┌────────

pub mod stats;
pub mod text_features;

pub use text_features::TextFeatures;
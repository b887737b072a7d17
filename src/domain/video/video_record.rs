// ============================================================
// VIDEO RECORD
// ============================================================
// One analyzed video plus the creator context duplicated per row

use serde::{Deserialize, Serialize};
use std::fmt;

/// Raw publish time exactly as it came out of the spreadsheet
#[derive(Debug, Clone, PartialEq, Serialize, Deserialize)]
#[serde(untagged)]
pub enum PublishTime {
    /// Spreadsheet serial day count (1899-12-30 epoch)
    Serial(f64),

    /// ISO-8601 date or date-time text
    Text(String),
}

impl Default for PublishTime {
    fn default() -> Self {
        PublishTime::Text(String::new())
    }
}

impl fmt::Display for PublishTime {
    fn fmt(&self, f: &mut fmt::Formatter<'_>) -> fmt::Result {
        match self {
            PublishTime::Serial(days) => write!(f, "{}", days),
            PublishTime::Text(text) => write!(f, "{}", text),
        }
    }
}

/// A single video row after normalization
#[derive(Debug, Clone, Default, PartialEq, Serialize, Deserialize)]
#[serde(rename_all = "camelCase")]
pub struct VideoRecord {
    #[serde(rename = "creatorUID")]
    pub creator_uid: String,
    pub douyin_number: String,
    pub creator_name: String,
    pub creator_link: String,

    /// Creator follower count; only the first record's value is used
    pub fans_count: u64,
    pub creator_bio: String,

    #[serde(rename = "videoID")]
    pub video_id: String,
    pub video_link: String,
    pub media_type: String,

    /// Free text; may carry #hashtags, @mentions and emoji
    pub video_description: String,

    pub like_count: u64,
    pub collect_count: u64,
    pub comment_count: u64,
    pub share_count: u64,

    pub publish_time: PublishTime,
}

impl VideoRecord {
    /// Combined interactions: likes + comments + shares + collects
    pub fn engagement(&self) -> u64 {
        self.like_count
            .saturating_add(self.comment_count)
            .saturating_add(self.share_count)
            .saturating_add(self.collect_count)
    }
}

#[cfg(test)]
mod tests {
    use super::*;

    #[test]
    fn test_engagement_sums_all_metrics() {
        let record = VideoRecord {
            like_count: 10,
            collect_count: 2,
            comment_count: 1,
            share_count: 4,
            ..Default::default()
        };
        assert_eq!(record.engagement(), 17);
    }

    #[test]
    fn test_serialized_field_names() {
        let record = VideoRecord {
            creator_uid: "u1".to_string(),
            video_id: "v1".to_string(),
            publish_time: PublishTime::Serial(45000.0),
            ..Default::default()
        };
        let json = serde_json::to_value(&record).unwrap();
        assert_eq!(json["creatorUID"], "u1");
        assert_eq!(json["videoID"], "v1");
        assert_eq!(json["likeCount"], 0);
        assert_eq!(json["publishTime"], 45000.0);
    }
}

└────────

* _Exercise instructions_
A word-for-word copy of the entries, from the first line through the line containing "#[cfg(test)]", is the whole answer.

* _Task answer_
pub mod stats;
pub mod text_features;

pub use text_features::TextFeatures;
repository b887737b072a7d17
filename src/domain/video/video_record.rs
// ============================================================
// VIDEO RECORD
// ============================================================
// One analyzed video plus the creator context duplicated per row

use serde::{Deserialize, Serialize};
use std::fmt;

/// Raw publish time exactly as it came out of the spreadsheet
#[derive(Debug, Clone, PartialEq, Serialize, Deserialize)]
#[serde(untagged)]
pub enum PublishTime {
    /// Spreadsheet serial day count (1899-12-30 epoch)
    Serial(f64),

    /// ISO-8601 date or date-time text
    Text(String),
}

impl Default for PublishTime {
    fn default() -> Self {
        PublishTime::Text(String::new())
    }
}

impl fmt::Display for PublishTime {
    fn fmt(&self, f: &mut fmt::Formatter<'_>) -> fmt::Result {
        match self {
            PublishTime::Serial(days) => write!(f, "{}", days),
            PublishTime::Text(text) => write!(f, "{}", text),
        }
    }
}

/// A single video row after normalization
#[derive(Debug, Clone, Default, PartialEq, Serialize, Deserialize)]
#[serde(rename_all = "camelCase")]
pub struct VideoRecord {
    #[serde(rename = "creatorUID")]
    pub creator_uid: String,
    pub douyin_number: String,
    pub creator_name: String,
    pub creator_link: String,

    /// Creator follower count; only the first record's value is used
    pub fans_count: u64,
    pub creator_bio: String,

    #[serde(rename = "videoID")]
    pub video_id: String,
    pub video_link: String,
    pub media_type: String,

    /// Free text; may carry #hashtags, @mentions and emoji
    pub video_description: String,

    pub like_count: u64,
    pub collect_count: u64,
    pub comment_count: u64,
    pub share_count: u64,

    pub publish_time: PublishTime,
}

impl VideoRecord {
    /// Combined interactions: likes + comments + shares + collects
    pub fn engagement(&self) -> u64 {
        self.like_count
            .saturating_add(self.comment_count)
            .saturating_add(self.share_count)
            .saturating_add(self.collect_count)
    }
}

#[cfg(test)]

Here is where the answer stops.